* _What to produce_
Below is a block of records; repeat each one exactly.

== Source information ==

//! Agreement panels across several measures.

use telesim_agreement::{
    AgreementClass, AgreementStatistic, Entropy, ScoringFunction, StdDev, dispersion, vote,
};
use telesim_field::{Field, ReferenceSeries, SimilarityMap};
use telesim_scaling::ScalingFunction;
use telesim_select::{Selection, Subset, select};
use telesim_similarity::SimilarityMeasure;
use tracing::debug;

use crate::config::AnalysisConfig;
use crate::error::AnalysisError;
use crate::maps::{Dataset, comparable, measure_labels, percent, raw_map, require, selection_labels};
use crate::panel::{Panel, PanelGrid};
use crate::similarities::dataset_labels;

/// Comparable maps of every measure, rejected when one of them leaves the
/// domain of `statistic`.
fn comparable_maps<S, A>(
    subset: &Subset<'_>,
    measures: &[&dyn SimilarityMeasure],
    config: &AnalysisConfig,
    scaler: &S,
    statistic: &A,
) -> Result<Vec<SimilarityMap>, AnalysisError>
where
    S: ScalingFunction + ?Sized,
    A: AgreementStatistic + ?Sized,
{
    measures
        .iter()
        .map(|&m| {
            let map = comparable(raw_map(subset, m, config)?, m, scaler, config);
            if statistic.requires_non_negative() {
                let cells = map.iter().filter(|&v| v < 0.0).count();
                if cells > 0 {
                    return Err(AnalysisError::StatisticDomain {
                        statistic: statistic.name().to_string(),
                        measure: m.name().to_string(),
                        cells,
                    });
                }
            }
            Ok(map)
        })
        .collect()
}

fn list(measures: &[&dyn SimilarityMeasure]) -> String {
    format!("[{}]", measure_labels(measures).join(", "))
}

/// Share of measures (in percent) whose scaled value passes `scoring`.
///
/// With decile binning and `AtLeast(0.8)` each cell tells for how many
/// measures it lies in the top fifth of its map.
///
/// # Errors
///
/// Fails on an invalid config, an empty measure list, or a failing
/// similarity computation.
#[tracing::instrument(skip_all, fields(n_measures = measures.len(), scoring = scoring.name()))]
pub fn level_of_agreement<S, F>(
    field: &Field,
    reference: &ReferenceSeries,
    measures: &[&dyn SimilarityMeasure],
    config: &AnalysisConfig,
    scaler: &S,
    scoring: &F,
) -> Result<PanelGrid, AnalysisError>
where
    S: ScalingFunction + ?Sized,
    F: ScoringFunction + ?Sized,
{
    config.validate()?;
    require(measures, "measures")?;

    let subset = select(field, reference, Selection::WholePeriod)?;
    let scaled = measures
        .iter()
        .map(|&m| raw_map(&subset, m, config).map(|map| scaler.scale(&map)))
        .collect::<Result<Vec<_>, _>>()?;
    let votes = vote(&scaled, scoring)?;

    let title = format!("Level of agreement (in %) between {}", list(measures));
    let mut grid = PanelGrid::new(
        title.clone(),
        vec![Selection::WholePeriod.to_string()],
        vec![scoring.name().to_string()],
    );
    grid.push(Panel::new(0, 0, title, votes));
    Ok(grid)
}

/// Dispersion of the comparable maps under `statistic`, shown three times:
/// masked to the high, the low and the ambiguous cells.
///
/// Maps of normalised measures bypass `scaler` unless
/// [`AnalysisConfig::rescale_normalized`] is set.
///
/// # Errors
///
/// As for [`level_of_agreement`], plus [`AnalysisError::StatisticDomain`]
/// when `statistic` needs non-negative values and a bypassed map, such as a
/// signed Pearson map, holds negative cells.
#[tracing::instrument(skip_all, fields(n_measures = measures.len(), statistic = statistic.name()))]
pub fn agreement_defined_with<S, A>(
    field: &Field,
    reference: &ReferenceSeries,
    measures: &[&dyn SimilarityMeasure],
    config: &AnalysisConfig,
    scaler: &S,
    statistic: &A,
) -> Result<PanelGrid, AnalysisError>
where
    S: ScalingFunction + ?Sized,
    A: AgreementStatistic + ?Sized,
{
    config.validate()?;
    require(measures, "measures")?;

    let subset = select(field, reference, Selection::WholePeriod)?;
    let maps = comparable_maps(&subset, measures, config, scaler, statistic)?;
    let result = dispersion(&maps, statistic, config.threshold())?;

    let threshold = percent(config.threshold());
    let titles = [
        format!("Agree high values (Top {threshold})"),
        format!("Agree low values (Lowest {threshold})"),
        "Not sure".to_string(),
    ];
    let mut grid = PanelGrid::new(
        format!(
            "Agreeableness defined with {} between {}",
            statistic.name(),
            list(measures)
        ),
        vec![statistic.name().to_string()],
        AgreementClass::ALL.iter().map(ToString::to_string).collect(),
    );
    for (column, (class, title)) in AgreementClass::ALL.iter().zip(titles).enumerate() {
        debug!(%class, cells = result.classes().count(*class), "agreement class");
        grid.push(
            Panel::new(0, column, title, result.values().clone())
                .with_mask(result.classes().mask(*class).clone())
                .with_inverted(result.inverted()),
        );
    }
    Ok(grid)
}

/// [`agreement_defined_with`] using the population standard deviation.
///
/// # Errors
///
/// As for [`level_of_agreement`].
pub fn std_between_measures<S>(
    field: &Field,
    reference: &ReferenceSeries,
    measures: &[&dyn SimilarityMeasure],
    config: &AnalysisConfig,
    scaler: &S,
) -> Result<PanelGrid, AnalysisError>
where
    S: ScalingFunction + ?Sized,
{
    agreement_defined_with(field, reference, measures, config, scaler, &StdDev)
}

/// [`agreement_defined_with`] using the Shannon entropy.
///
/// # Errors
///
/// As for [`agreement_defined_with`]; a signed Pearson map fails unless
/// [`AnalysisConfig::rescale_normalized`] is set.
pub fn entropy_between_measures<S>(
    field: &Field,
    reference: &ReferenceSeries,
    measures: &[&dyn SimilarityMeasure],
    config: &AnalysisConfig,
    scaler: &S,
) -> Result<PanelGrid, AnalysisError>
where
    S: ScalingFunction + ?Sized,
{
    agreement_defined_with(field, reference, measures, config, scaler, &Entropy)
}

/// Dispersion between the measures for every dataset and shift; rows are
/// datasets, columns are shifts.
///
/// # Errors
///
/// As for [`agreement_defined_with`], plus empty dataset or shift lists and
/// shifts at least as long as the series.
#[tracing::instrument(skip_all, fields(
    n_datasets = datasets.len(),
    n_shifts = shifts.len(),
    n_measures = measures.len(),
    statistic = statistic.name(),
))]
pub fn time_delayed_agreeableness_to_datasets<S, A>(
    datasets: &[Dataset<'_>],
    reference: &ReferenceSeries,
    shifts: &[isize],
    measures: &[&dyn SimilarityMeasure],
    config: &AnalysisConfig,
    scaler: &S,
    statistic: &A,
) -> Result<PanelGrid, AnalysisError>
where
    S: ScalingFunction + ?Sized,
    A: AgreementStatistic + ?Sized,
{
    config.validate()?;
    require(datasets, "datasets")?;
    require(shifts, "shifts")?;
    require(measures, "measures")?;

    let selections: Vec<Selection> = shifts.iter().map(|&k| Selection::Shift(k)).collect();
    let mut grid = PanelGrid::new(
        format!(
            "Agreeableness between {} to different datasets for different time delays using {}",
            list(measures),
            statistic.name()
        ),
        dataset_labels(datasets),
        selection_labels(&selections),
    );
    for (row, dataset) in datasets.iter().enumerate() {
        for (column, &selection) in selections.iter().enumerate() {
            let subset = select(dataset.field(), reference, selection)?;
            let maps = comparable_maps(&subset, measures, config, scaler, statistic)?;
            let result = dispersion(&maps, statistic, config.threshold())?;
            let inverted = result.inverted();
            let (values, _) = result.into_parts();
            grid.push(
                Panel::new(row, column, format!("{} ({selection})", dataset.label()), values)
                    .with_inverted(inverted),
            );
        }
    }
    Ok(grid)
}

===

* _Written reply_
//! Agreement panels across several measures.

use telesim_agreement::{
    AgreementClass, AgreementStatistic, Entropy, ScoringFunction, StdDev, dispersion, vote,
};
use telesim_field::{Field, ReferenceSeries, SimilarityMap};
use telesim_scaling::ScalingFunction;
use telesim_select::{Selection, Subset, select};
use telesim_similarity::SimilarityMeasure;
use tracing::debug;

use crate::config::AnalysisConfig;
use crate::error::AnalysisError;
use crate::maps::{Dataset, comparable, measure_labels, percent, raw_map, require, selection_labels};
use crate::panel::{Panel, PanelGrid};
use crate::similarities::dataset_labels;

/// Comparable maps of every measure, rejected when one of them leaves the
/// domain of `statistic`.
fn comparable_maps<S, A>(
    subset: &Subset<'_>,
    measures: &[&dyn SimilarityMeasure],
    config: &AnalysisConfig,
    scaler: &S,
    statistic: &A,
) -> Result<Vec<SimilarityMap>, AnalysisError>
where
    S: ScalingFunction + ?Sized,
    A: AgreementStatistic + ?Sized,
{
    measures
        .iter()
        .map(|&m| {
            let map = comparable(raw_map(subset, m, config)?, m, scaler, config);
            if statistic.requires_non_negative() {
                let cells = map.iter().filter(|&v| v < 0.0).count();
                if cells > 0 {
                    return Err(AnalysisError::StatisticDomain {
                        statistic: statistic.name().to_string(),
                        measure: m.name().to_string(),
                        cells,
                    });
                }
            }
            Ok(map)
        })
        .collect()
}

fn list(measures: &[&dyn SimilarityMeasure]) -> String {
    format!("[{}]", measure_labels(measures).join(", "))
}

/// Share of measures (in percent) whose scaled value passes `scoring`.
///
/// With decile binning and `AtLeast(0.8)` each cell tells for how many
/// measures it lies in the top fifth of its map.
///
/// # Errors
///
/// Fails on an invalid config, an empty measure list, or a failing
/// similarity computation.
#[tracing::instrument(skip_all, fields(n_measures = measures.len(), scoring = scoring.name()))]
pub fn level_of_agreement<S, F>(
    field: &Field,
    reference: &ReferenceSeries,
    measures: &[&dyn SimilarityMeasure],
    config: &AnalysisConfig,
    scaler: &S,
    scoring: &F,
) -> Result<PanelGrid, AnalysisError>
where
    S: ScalingFunction + ?Sized,
    F: ScoringFunction + ?Sized,
{
    config.validate()?;
    require(measures, "measures")?;

    let subset = select(field, reference, Selection::WholePeriod)?;
    let scaled = measures
        .iter()
        .map(|&m| raw_map(&subset, m, config).map(|map| scaler.scale(&map)))
        .collect::<Result<Vec<_>, _>>()?;
    let votes = vote(&scaled, scoring)?;

    let title = format!("Level of agreement (in %) between {}", list(measures));
    let mut grid = PanelGrid::new(
        title.clone(),
        vec![Selection::WholePeriod.to_string()],
        vec![scoring.name().to_string()],
    );
    grid.push(Panel::new(0, 0, title, votes));
    Ok(grid)
}

/// Dispersion of the comparable maps under `statistic`, shown three times:
/// masked to the high, the low and the ambiguous cells.
///
/// Maps of normalised measures bypass `scaler` unless
/// [`AnalysisConfig::rescale_normalized`] is set.
///
/// # Errors
///
/// As for [`level_of_agreement`], plus [`AnalysisError::StatisticDomain`]
/// when `statistic` needs non-negative values and a bypassed map, such as a
/// signed Pearson map, holds negative cells.
#[tracing::instrument(skip_all, fields(n_measures = measures.len(), statistic = statistic.name()))]
pub fn agreement_defined_with<S, A>(
    field: &Field,
    reference: &ReferenceSeries,
    measures: &[&dyn SimilarityMeasure],
    config: &AnalysisConfig,
    scaler: &S,
    statistic: &A,
) -> Result<PanelGrid, AnalysisError>
where
    S: ScalingFunction + ?Sized,
    A: AgreementStatistic + ?Sized,
{
    config.validate()?;
    require(measures, "measures")?;

    let subset = select(field, reference, Selection::WholePeriod)?;
    let maps = comparable_maps(&subset, measures, config, scaler, statistic)?;
    let result = dispersion(&maps, statistic, config.threshold())?;

    let threshold = percent(config.threshold());
    let titles = [
        format!("Agree high values (Top {threshold})"),
        format!("Agree low values (Lowest {threshold})"),
        "Not sure".to_string(),
    ];
    let mut grid = PanelGrid::new(
        format!(
            "Agreeableness defined with {} between {}",
            statistic.name(),
            list(measures)
        ),
        vec![statistic.name().to_string()],
        AgreementClass::ALL.iter().map(ToString::to_string).collect(),
    );
    for (column, (class, title)) in AgreementClass::ALL.iter().zip(titles).enumerate() {
        debug!(%class, cells = result.classes().count(*class), "agreement class");
        grid.push(
            Panel::new(0, column, title, result.values().clone())
                .with_mask(result.classes().mask(*class).clone())
                .with_inverted(result.inverted()),
        );
    }
    Ok(grid)
}

/// [`agreement_defined_with`] using the population standard deviation.
///
/// # Errors
///
/// As for [`level_of_agreement`].
pub fn std_between_measures<S>(
    field: &Field,
    reference: &ReferenceSeries,
    measures: &[&dyn SimilarityMeasure],
    config: &AnalysisConfig,
    scaler: &S,
) -> Result<PanelGrid, AnalysisError>
where
    S: ScalingFunction + ?Sized,
{
    agreement_defined_with(field, reference, measures, config, scaler, &StdDev)
}

/// [`agreement_defined_with`] using the Shannon entropy.
///
/// # Errors
///
/// As for [`agreement_defined_with`]; a signed Pearson map fails unless
/// [`AnalysisConfig::rescale_normalized`] is set.
pub fn entropy_between_measures<S>(
    field: &Field,
    reference: &ReferenceSeries,
    measures: &[&dyn SimilarityMeasure],
    config: &AnalysisConfig,
    scaler: &S,
) -> Result<PanelGrid, AnalysisError>
where
    S: ScalingFunction + ?Sized,
{
    agreement_defined_with(field, reference, measures, config, scaler, &Entropy)
}

/// Dispersion between the measures for every dataset and shift; rows are
/// datasets, columns are shifts.
///
/// # Errors
///
/// As for [`agreement_defined_with`], plus empty dataset or shift lists and
/// shifts at least as long as the series.
#[tracing::instrument(skip_all, fields(
    n_datasets = datasets.len(),
    n_shifts = shifts.len(),
    n_measures = measures.len(),
    statistic = statistic.name(),
))]
pub fn time_delayed_agreeableness_to_datasets<S, A>(
    datasets: &[Dataset<'_>],
    reference: &ReferenceSeries,
    shifts: &[isize],
    measures: &[&dyn SimilarityMeasure],
    config: &AnalysisConfig,
    scaler: &S,
    statistic: &A,
) -> Result<PanelGrid, AnalysisError>
where
    S: ScalingFunction + ?Sized,
    A: AgreementStatistic + ?Sized,
{
    config.validate()?;
    require(datasets, "datasets")?;
    require(shifts, "shifts")?;
    require(measures, "measures")?;

    let selections: Vec<Selection> = shifts.iter().map(|&k| Selection::Shift(k)).collect();
    let mut grid = PanelGrid::new(
        format!(
            "Agreeableness between {} to different datasets for different time delays using {}",
            list(measures),
            statistic.name()
        ),
        dataset_labels(datasets),
        selection_labels(&selections),
    );
    for (row, dataset) in datasets.iter().enumerate() {
        for (column, &selection) in selections.iter().enumerate() {
            let subset = select(dataset.field(), reference, selection)?;
            let maps = comparable_maps(&subset, measures, config, scaler, statistic)?;
            let result = dispersion(&maps, statistic, config.threshold())?;
            let inverted = result.inverted();
            let (values, _) = result.into_parts();
            grid.push(
                Panel::new(row, column, format!("{} ({selection})", dataset.label()), values)
                    .with_inverted(inverted),
            );
        }
    }
    Ok(grid)
}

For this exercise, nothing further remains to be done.